Vitaliano Borromeo (3 March 1720 – 7 June 1793) was a Roman Catholic archbishop and cardinal.

==Biography==
Vitaliano was born in Milan, the third son of Giovanni Benedetto Borromeo and Clelia Grillo. He was the uncle of the Cardinal Giovanni Archinto on his maternal side.
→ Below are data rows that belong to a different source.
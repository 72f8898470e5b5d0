/// Matchmaking module: rule queues, one-to-one invitations and session hand-off.

pub mod server;
pub mod messages;
pub mod types;
pub mod queues;
pub mod invitations;
pub mod guards;

pub use server::{MatchTiming, MatchmakingServer};
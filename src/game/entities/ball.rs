//! Ball entity logic.
//!
//! This module handles serving a ball from the centre spot with a random velocity.

use rand::Rng;

use crate::config::game::{MAX_SPEED_X, MAX_SPEED_Y, MIN_SPEED_X, MIN_SPEED_Y};
use crate::game::types::Ball;

/// Serve a ball from the centre with a random direction on both axes.
pub fn serve_ball<R: Rng + ?Sized>(rng: &mut R) -> Ball {
    let toward = if rng.random_bool(0.5) { 1 } else { -1 };
    serve_ball_towards(rng, toward)
}

/// Serve a ball whose horizontal direction has the sign of `toward`.
/// The vertical direction stays random.
pub fn serve_ball_towards<R: Rng + ?Sized>(rng: &mut R, toward: i32) -> Ball {
    let dx = rng.random_range(MIN_SPEED_X..=MAX_SPEED_X);
    let dy = rng.random_range(MIN_SPEED_Y..=MAX_SPEED_Y);
    let dx = if toward < 0 { -dx } else { dx };
    let dy = if rng.random_bool(0.5) { dy } else { -dy };
    Ball::at_start(dx, dy)
}
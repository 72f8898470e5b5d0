/// WebSocket session handler.
///
/// This actor manages a single user's connection: it claims the user's identity
/// in the presence registry on start, turns inbound frames into commands for
/// the engine, and serializes every `ServerEvent` pushed to it back to the client.
use actix::prelude::*;
use actix_web::{http::StatusCode, web, Error, HttpRequest, HttpResponse};
use actix_web_actors::ws;
use log::{debug, error, info, warn};
use std::borrow::Cow;

use super::dispatch::{self, Caller};
use super::inbound::{parse_frame, FrameError};
use crate::server::error::EngineError;
use crate::server::events::ServerEvent;
use crate::server::matchmaking::messages::UserDisconnected;
use crate::server::presence::messages::{Register, Unregister};
use crate::server::presence::registry::Connection;
use crate::server::state::AppState;
use crate::server::types::{ConnectionId, UserId};
use crate::server::ws_error::{already_logged_in_event, error_result, http_error_response, invalid_message_event};

pub struct WsSession {
    pub user_id: UserId,
    /// Set once the presence registry accepted this connection.
    pub connection_id: Option<ConnectionId>,
    pub app: AppState,
}

impl WsSession {
    pub fn new(user_id: UserId, app: AppState) -> Self {
        Self { user_id, connection_id: None, app }
    }

    fn write(&self, event: &ServerEvent, ctx: &mut ws::WebsocketContext<Self>) {
        match serde_json::to_string(event) {
            Ok(text) => ctx.text(text),
            Err(e) => {
                // Serialization error: notify client and close connection.
                error!("[Gateway] Failed to serialize event for {}: {}", self.user_id, e);
                ctx.text(r#"{"event":"error","data":{"code":"INTERNAL","message":"Internal server error"}}"#);
                ctx.close(Some(ws::CloseReason {
                    code: ws::CloseCode::Error,
                    description: Some("Internal server error".into()),
                }));
                ctx.stop();
            }
        }
    }

    fn handle_text(&mut self, text: &str, ctx: &mut ws::WebsocketContext<Self>) {
        let Some(connection_id) = self.connection_id else {
            return;
        };
        let command = match parse_frame(text) {
            Ok(command) => command,
            Err(FrameError::Invalid { kind, error }) => {
                debug!("[Gateway] {} sent an invalid {:?}: {}", self.user_id, kind, error);
                self.write(&error_result(kind, &error), ctx);
                return;
            }
            Err(FrameError::Unknown(reason)) => {
                debug!("[Gateway] {} sent an unusable frame: {}", self.user_id, reason);
                self.write(&invalid_message_event(&reason), ctx);
                return;
            }
        };

        let caller = Caller { user_id: self.user_id.clone(), connection_id };
        let fut = dispatch::execute(self.app.clone(), caller, command);
        ctx.spawn(fut.into_actor(self).map(|reply, act, ctx| {
            if let Some(event) = reply {
                act.write(&event, ctx);
            }
        }));
    }
}

impl Actor for WsSession {
    type Context = ws::WebsocketContext<Self>;

    /// Called when the session starts. Claims the user's identity; no frame is
    /// processed until the registry answered.
    fn started(&mut self, ctx: &mut Self::Context) {
        let connection = Connection::new(self.user_id.clone(), ctx.address().recipient());
        let connection_id = connection.id;
        let register = self.app.presence.send(Register { connection });
        ctx.wait(register.into_actor(self).map(move |res, act, ctx| match res {
            Ok(Ok(())) => {
                act.connection_id = Some(connection_id);
                info!("[Gateway] {} connected", act.user_id);
            }
            Ok(Err(refused)) => {
                let err: EngineError = refused.into();
                warn!("[Gateway] Closing duplicate connection: {}", err);
                act.write(&already_logged_in_event(), ctx);
                ctx.close(Some(ws::CloseReason {
                    code: ws::CloseCode::Policy,
                    description: Some(err.public_detail()),
                }));
                ctx.stop();
            }
            Err(e) => {
                error!("[Gateway] Presence registry unreachable for {}: {}", act.user_id, e);
                ctx.stop();
            }
        }));
    }

    /// Called when the session stops. Releases the identity and every queue entry.
    fn stopped(&mut self, _ctx: &mut Self::Context) {
        let Some(connection_id) = self.connection_id.take() else {
            return;
        };
        self.app.presence.do_send(Unregister { user_id: self.user_id.clone(), connection_id });
        self.app.matchmaking.do_send(UserDisconnected { user_id: self.user_id.clone() });
        info!("[Gateway] {} disconnected", self.user_id);
    }
}

impl StreamHandler<Result<ws::Message, ws::ProtocolError>> for WsSession {
    /// Handles incoming WebSocket messages from the client.
    fn handle(&mut self, msg: Result<ws::Message, ws::ProtocolError>, ctx: &mut Self::Context) {
        match msg {
            Ok(ws::Message::Text(text)) => self.handle_text(&text, ctx),
            Ok(ws::Message::Ping(msg)) => ctx.pong(&msg),
            Ok(ws::Message::Close(reason)) => {
                ctx.close(reason);
                ctx.stop();
            }
            Err(e) => {
                warn!("[Gateway] Protocol error from {}: {}", self.user_id, e);
                ctx.stop();
            }
            _ => (),
        }
    }
}

impl Handler<ServerEvent> for WsSession {
    type Result = ();

    /// Handles events pushed by the engine to this connection.
    fn handle(&mut self, msg: ServerEvent, ctx: &mut Self::Context) {
        self.write(&msg, ctx);
    }
}

/// Decoded `username` query parameter, if present and non-empty.
fn username_from_query(query: &str) -> Option<UserId> {
    query.split('&').find_map(|kv| {
        let mut split = kv.splitn(2, '=');
        match (split.next(), split.next()) {
            (Some("username"), Some(name)) => {
                let name = urlencoding::decode(name)
                    .unwrap_or(Cow::Borrowed(""))
                    .trim()
                    .to_string();
                (!name.is_empty()).then_some(name)
            }
            _ => None,
        }
    })
}

/// WebSocket endpoint.
///
/// Expects the query parameter `username`, standing in for a verified identity.
pub async fn ws_connect(
    req: HttpRequest,
    stream: web::Payload,
    data: web::Data<AppState>,
) -> Result<HttpResponse, Error> {
    let Some(username) = username_from_query(req.query_string()) else {
        return Ok(http_error_response("MISSING_USERNAME", "Missing username", StatusCode::BAD_REQUEST));
    };
    ws::start(WsSession::new(username, data.get_ref().clone()), &req, stream)
}
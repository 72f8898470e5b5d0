//! Outstanding invitations, keyed by inviter (one each at most).

use std::collections::HashMap;

use super::types::{Invitation, InvitationStatus};
use crate::server::types::UserId;

#[derive(Debug, Default)]
pub struct InvitationBook {
    by_inviter: HashMap<UserId, Invitation>,
}

impl InvitationBook {
    pub fn new() -> Self {
        Self::default()
    }

    pub fn insert(&mut self, invitation: Invitation) {
        self.by_inviter.insert(invitation.from.clone(), invitation);
    }

    pub fn get(&self, from: &str) -> Option<&Invitation> {
        self.by_inviter.get(from)
    }

    pub fn get_mut(&mut self, from: &str) -> Option<&mut Invitation> {
        self.by_inviter.get_mut(from)
    }

    pub fn remove(&mut self, from: &str) -> Option<Invitation> {
        self.by_inviter.remove(from)
    }

    pub fn has_outgoing(&self, user_id: &str) -> bool {
        self.by_inviter.contains_key(user_id)
    }

    /// Whether an invitation addressed to `user_id` is still waiting or was accepted.
    pub fn has_incoming(&self, user_id: &str) -> bool {
        self.by_inviter
            .values()
            .any(|i| i.to == user_id && i.status != InvitationStatus::Declined)
    }

    /// Decline every waiting invitation addressed to `user_id`. The inviter
    /// hears about it on the next countdown tick.
    pub fn decline_addressed_to(&mut self, user_id: &str) -> usize {
        let mut declined = 0;
        for invitation in self.by_inviter.values_mut() {
            if invitation.to == user_id && invitation.status == InvitationStatus::Waiting {
                invitation.status = InvitationStatus::Declined;
                declined += 1;
            }
        }
        declined
    }

    #[cfg(test)]
    pub fn len(&self) -> usize {
        self.by_inviter.len()
    }
}
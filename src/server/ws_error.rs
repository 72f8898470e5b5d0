/// Centralized helpers for WebSocket and HTTP error responses.
///
/// Use these helpers to ensure all error replies are consistent: a command that fails
/// is answered with its own `*Result` event carrying the error status and detail.
use actix_web::{HttpResponse, http::StatusCode};
use serde_json::json;

use crate::server::error::EngineError;
use crate::server::events::{CommandResult, ResultKind, ServerEvent};

/// Builds the `*Result` event answering a failed command.
///
/// # Arguments
/// - `kind`: Command being answered (e.g. `ResultKind::SearchGame`).
/// - `err`: Failure to report.
pub fn error_result(kind: ResultKind, err: &EngineError) -> ServerEvent {
    kind.event(CommandResult::new(err.status()).detail(err.public_detail()))
}

/// Returns the event sent before closing a duplicate connection.
pub fn already_logged_in_event() -> ServerEvent {
    ServerEvent::error("ALREADY_LOGGED_IN", "This user is already connected.")
}

/// Returns the event sent for an unknown or unparsable frame.
pub fn invalid_message_event(context: &str) -> ServerEvent {
    ServerEvent::error("INVALID_MESSAGE", context)
}

/// Returns an HTTP error response with a JSON body.
///
/// # Arguments
/// - `code`: Unique error code.
/// - `message`: Human-readable error message.
/// - `status`: HTTP status code.
pub fn http_error_response(code: &str, message: &str, status: StatusCode) -> HttpResponse {
    HttpResponse::build(status).json(json!({
        "error": { "code": code, "message": message }
    }))
}
//! HTTP and WebSocket routing configuration.
//!
//! A single WebSocket endpoint carries every command and event.

use actix_web::web;
use crate::server::gateway::ws_connect;

/// Configure the application's HTTP/WebSocket routes.
pub fn config(cfg: &mut web::ServiceConfig) {
    cfg.service(
        web::resource("/ws")
            .to(ws_connect)
    );
}
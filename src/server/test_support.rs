//! Helpers shared by actor tests.

use std::sync::{Arc, Mutex};
use std::time::Duration;

use actix::prelude::*;

use crate::server::events::ServerEvent;

pub type Events = Arc<Mutex<Vec<ServerEvent>>>;

/// Stands in for a websocket: records every event it receives.
struct Collector {
    events: Events,
}

impl Actor for Collector {
    type Context = Context<Self>;
}

impl Handler<ServerEvent> for Collector {
    type Result = ();

    fn handle(&mut self, msg: ServerEvent, _ctx: &mut Self::Context) -> Self::Result {
        if let Ok(mut events) = self.events.lock() {
            events.push(msg);
        }
    }
}

pub fn collector() -> (Recipient<ServerEvent>, Events) {
    let events = Events::default();
    let addr = Collector { events: events.clone() }.start();
    (addr.recipient(), events)
}

/// Let in-flight `do_send`s reach their actors.
pub async fn settle() {
    sleep_ms(50).await;
}

pub async fn sleep_ms(ms: u64) {
    actix::clock::sleep(Duration::from_millis(ms)).await;
}

/// Snapshot of the recorded events.
pub fn drain(events: &Events) -> Vec<ServerEvent> {
    events.lock().map(|mut e| std::mem::take(&mut *e)).unwrap_or_default()
}
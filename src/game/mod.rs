//! Paddle-and-ball simulation, free of any actor or network concern.

pub mod types;
pub mod state;

pub mod entities;
pub mod systems;
/// Main configuration module.
/// 
/// Re-exports submodules for game, matchmaking, room command queue and process configuration.
pub mod matchmaking;
pub mod game;
pub mod command_queue;
pub mod server;
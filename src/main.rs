//! Main entry point for the backend server.
//!
//! Initializes the actor system, configures application state, and launches the HTTP server
//! with the WebSocket endpoint.

use std::sync::Arc;

use actix_web::{web, App, HttpServer};
use log::info;

use config::server::ServerConfig;
use server::state::AppState;
use store::MemoryStore;

pub mod config;
mod server;
mod game;
mod store;

#[actix_web::main]
async fn main() -> std::io::Result<()> {
    // Initialize logger from environment variable (default to info level).
    env_logger::Builder::from_env(env_logger::Env::default().default_filter_or("info")).init();

    let config = ServerConfig::from_env();

    // Start presence, game sessions, matchmaking and the room command worker.
    let state = web::Data::new(AppState::start(Arc::new(MemoryStore::new())));

    info!("[Server] Listening on {}:{}", config.host, config.port);

    // Start the HTTP server with the WebSocket endpoint.
    HttpServer::new(move || {
        App::new()
            .wrap(
                actix_web::middleware::DefaultHeaders::new()
                    .add(("Access-Control-Allow-Origin", "*"))
                    .add(("Access-Control-Allow-Headers", "*"))
            )
            .app_data(state.clone())
            .configure(crate::server::router::config)
    })
    .bind((config.host.as_str(), config.port))?
    .run()
    .await
}
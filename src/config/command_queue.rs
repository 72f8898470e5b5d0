/// Room command queue configuration.
///
/// Capacity of the subscribe/unsubscribe channel. Submissions beyond it are
/// acknowledged as failed instead of blocking the socket.
pub const COMMAND_QUEUE_CAPACITY: usize = 1024;
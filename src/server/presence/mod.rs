/// Presence module: one live connection per user and the logical room table.

pub mod server;
pub mod registry;
pub mod rooms;
pub mod messages;

pub use server::PresenceServer;
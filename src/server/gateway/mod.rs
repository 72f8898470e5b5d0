//! Websocket gateway: one actor per connection, inbound frame parsing and
//! command routing.

pub mod inbound;
pub mod dispatch;
pub mod session;

pub use session::ws_connect;
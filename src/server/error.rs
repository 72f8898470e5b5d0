//! Error taxonomy of the session engine.
//!
//! Every failure is one of four kinds; the kind decides how far it travels:
//! validation and policy errors go back to the caller as a `*Result` event,
//! stale-state errors are logged and dropped, infrastructure errors become a
//! generic failure for the caller and never stop a tick loop.

use crate::server::events::ResultStatus;
use crate::store::StoreError;

/// How loudly a business-rule violation is reported.
#[derive(Debug, Clone, Copy, PartialEq, Eq)]
pub enum Severity {
    Warning,
    Error,
}

#[derive(Debug, Clone, PartialEq, Eq, thiserror::Error)]
pub enum EngineError {
    /// Malformed or missing command fields.
    #[error("{detail}")]
    Validation { detail: String },

    /// Business-rule violation (already queued, not invited, unknown target...).
    #[error("{detail}")]
    Policy { severity: Severity, detail: String },

    /// The session or room the command refers to no longer exists.
    #[error("Stale state: {detail}")]
    StaleState { detail: String },

    /// Persistence layer failure.
    #[error("Infrastructure failure: {detail}")]
    Infrastructure { detail: String },
}

impl EngineError {
    pub fn validation(detail: impl Into<String>) -> Self {
        Self::Validation { detail: detail.into() }
    }

    pub fn warning(detail: impl Into<String>) -> Self {
        Self::Policy { severity: Severity::Warning, detail: detail.into() }
    }

    pub fn rejected(detail: impl Into<String>) -> Self {
        Self::Policy { severity: Severity::Error, detail: detail.into() }
    }

    pub fn stale(detail: impl Into<String>) -> Self {
        Self::StaleState { detail: detail.into() }
    }

    pub fn infrastructure(detail: impl Into<String>) -> Self {
        Self::Infrastructure { detail: detail.into() }
    }

    /// Status reported to the caller for this error.
    pub fn status(&self) -> ResultStatus {
        match self {
            Self::Policy { severity: Severity::Warning, .. } => ResultStatus::Warning,
            _ => ResultStatus::Error,
        }
    }

    /// Text reported to the caller. Infrastructure details stay server-side.
    pub fn public_detail(&self) -> String {
        match self {
            Self::Infrastructure { .. } => "Internal server error".to_string(),
            Self::Validation { detail } | Self::Policy { detail, .. } | Self::StaleState { detail } => {
                detail.clone()
            }
        }
    }

    pub fn is_stale(&self) -> bool {
        matches!(self, Self::StaleState { .. })
    }
}

impl From<StoreError> for EngineError {
    fn from(err: StoreError) -> Self {
        Self::infrastructure(err.to_string())
    }
}

/// A component actor stopped answering.
impl From<actix::MailboxError> for EngineError {
    fn from(err: actix::MailboxError) -> Self {
        Self::infrastructure(err.to_string())
    }
}

#[cfg(test)]
mod tests {
    use super::*;

    #[test]
    fn severity_maps_to_status() {
        assert_eq!(EngineError::warning("w").status(), ResultStatus::Warning);
        assert_eq!(EngineError::rejected("e").status(), ResultStatus::Error);
        assert_eq!(EngineError::validation("v").status(), ResultStatus::Error);
    }

    #[test]
    fn store_failures_are_hidden_from_callers() {
        let err: EngineError = StoreError::Unavailable("db down".into()).into();
        assert!(matches!(err, EngineError::Infrastructure { .. }));
        assert_eq!(err.public_detail(), "Internal server error");
    }
}
//! Storage collaborators of the session engine.
//!
//! The engine never owns durable data: user status, aggregates and match
//! history are reached through the [`UserStore`] and [`GameStore`] traits.
//! [`memory::MemoryStore`] implements both for stand-alone runs and tests.

pub mod memory;

use std::sync::Arc;
use std::time::SystemTime;

use serde::{Serialize, Deserialize};

use crate::config::matchmaking::BADGE_MILESTONES;
use crate::game::types::{Role, Rule};
use crate::server::types::{SessionId, UserId};

pub use memory::MemoryStore;

pub type StoreResult<T> = Result<T, StoreError>;

#[derive(Debug, Clone, PartialEq, Eq, thiserror::Error)]
pub enum StoreError {
    #[error("Store unavailable: {0}")]
    Unavailable(String),

    #[error("Unknown user: {0}")]
    UnknownUser(UserId),

    #[error("Unknown room: {0}")]
    UnknownRoom(SessionId),
}

/// Presence status published to the rest of the application.
#[derive(Debug, Clone, Copy, PartialEq, Eq, Serialize, Deserialize)]
#[serde(rename_all = "lowercase")]
pub enum UserStatus {
    Online,
    Offline,
    Gaming,
}

/// Milestone badges awarded on total win count.
#[derive(Debug, Clone, Copy, PartialEq, Eq, PartialOrd, Ord, Hash, Serialize, Deserialize)]
#[serde(rename_all = "lowercase")]
pub enum Badge {
    Win3,
    Win5,
    Win10,
}

impl Badge {
    /// Badge earned by reaching exactly `wins` victories, if any.
    pub fn for_wins(wins: u32) -> Option<Badge> {
        match BADGE_MILESTONES.iter().position(|&m| m == wins)? {
            0 => Some(Badge::Win3),
            1 => Some(Badge::Win5),
            _ => Some(Badge::Win10),
        }
    }
}

/// Outcome of a finished session, handed to the match-history store.
#[derive(Debug, Clone, PartialEq, Serialize, Deserialize)]
#[serde(rename_all = "camelCase")]
pub struct MatchResult {
    pub session_id: SessionId,
    pub rule: Rule,
    pub red: UserId,
    pub blue: UserId,
    pub red_score: u32,
    pub blue_score: u32,
    pub winner: Role,
    pub finished_at: SystemTime,
}

impl MatchResult {
    pub fn winner_id(&self) -> &UserId {
        match self.winner {
            Role::Red => &self.red,
            Role::Blue => &self.blue,
        }
    }

    pub fn loser_id(&self) -> &UserId {
        match self.winner {
            Role::Red => &self.blue,
            Role::Blue => &self.red,
        }
    }
}

/// User records: status and win/loss aggregates.
pub trait UserStore: Send + Sync {
    fn exists(&self, user: &str) -> StoreResult<bool>;

    fn update_status(&self, user: &str, status: UserStatus) -> StoreResult<()>;

    /// The "is this user already in a game" predicate.
    fn is_gaming(&self, user: &str) -> StoreResult<bool>;

    /// Returns the new win total.
    fn record_win(&self, user: &str) -> StoreResult<u32>;

    /// Returns the new loss total.
    fn record_loss(&self, user: &str) -> StoreResult<u32>;

    /// Returns the new rating.
    fn adjust_rating(&self, user: &str, delta: i32) -> StoreResult<i32>;

    fn award_badge(&self, user: &str, badge: Badge) -> StoreResult<()>;
}

/// Game room records and match history.
pub trait GameStore: Send + Sync {
    /// Persist a minimal room record and return its id.
    fn create_room(&self, rule: Rule) -> StoreResult<SessionId>;

    fn delete_room(&self, id: SessionId) -> StoreResult<()>;

    fn save_result(&self, result: &MatchResult) -> StoreResult<()>;
}

pub trait Store: UserStore + GameStore {}

impl<T: UserStore + GameStore> Store for T {}

/// Handle shared by every actor that needs storage.
pub type SharedStore = Arc<dyn Store>;

#[cfg(test)]
mod tests {
    use super::*;

    #[test]
    fn badges_only_on_exact_milestones() {
        assert_eq!(Badge::for_wins(2), None);
        assert_eq!(Badge::for_wins(3), Some(Badge::Win3));
        assert_eq!(Badge::for_wins(4), None);
        assert_eq!(Badge::for_wins(5), Some(Badge::Win5));
        assert_eq!(Badge::for_wins(10), Some(Badge::Win10));
        assert_eq!(Badge::for_wins(11), None);
    }
}
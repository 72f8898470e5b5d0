/// Matchmaking configuration constants.
/// 
/// This module defines the matcher cadence and the invitation lifetime.
pub const MATCH_INTERVAL_SECS: u64 = 1; // Delay between two matcher passes (in seconds).

/// Resolution of the invitation countdown (in seconds).
pub const INVITATION_TICK_SECS: u64 = 1;

/// Number of invitation ticks without an answer before it is auto-declined.
pub const INVITATION_TIMEOUT_TICKS: u32 = 10;

/// Rating points moved from loser to winner after a ranked session.
pub const RANK_RATING_DELTA: i32 = 20;

/// Win counts that award a milestone badge.
pub const BADGE_MILESTONES: [u32; 3] = [3, 5, 10];
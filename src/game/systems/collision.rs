//! Ball collision system.
//!
//! Advances a ball by one tick and resolves wall bounces, paddle bounces and goals.

use crate::config::game::{FIELD_BOTTOM, FIELD_RIGHT};
use crate::game::types::{Ball, Paddle, Role};

/// Advance the ball by its velocity, then look one step ahead:
/// the top/bottom walls invert `dy`, a goal line either bounces off the
/// defending paddle or yields the scoring side.
pub fn advance_ball(ball: &mut Ball, red: &Paddle, blue: &Paddle) -> Option<Role> {
    ball.x += ball.dx;
    ball.y += ball.dy;

    let next_y = ball.y + ball.dy;
    if next_y < ball.radius || next_y > FIELD_BOTTOM {
        ball.dy = -ball.dy;
    }

    let next_x = ball.x + ball.dx;
    if next_x < ball.radius {
        if red.covers(ball.y) {
            ball.dx = -ball.dx;
        } else {
            return Some(Role::Blue);
        }
    } else if next_x > FIELD_RIGHT {
        if blue.covers(ball.y) {
            ball.dx = -ball.dx;
        } else {
            return Some(Role::Red);
        }
    }
    None
}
On his paternal side, he was related to six other cardinals: St Charles Borromeo (1560), Federico Borromeo the elder (1587), Federico Borromeo the younger (1670), Giberto Borromeo (1652), Giberto Bartolomeo Borromeo(1717), and subsequent to his death, Edoardo Borromeo (1868).

In 1733, he enrolled in the Collegio dei Nobili of Milan, but transferred in 1735 to Rome, and subsequently graduated with a doctorate from the University of Pavia in 1745. He entered an ecclesiastical career in Rome.

He was named referendary to the Apostolic Signatura; then vice-legate of Bologna from 1747 to 1754. He was ordained in 1747.

He served as nuncio to Tuscany in 1756, and to Vienna in 1759. He was created a cardinal in 1766 by pope Clement XIII. He participated in two conclaves: 1769 and 1774–1775. He died in Rome.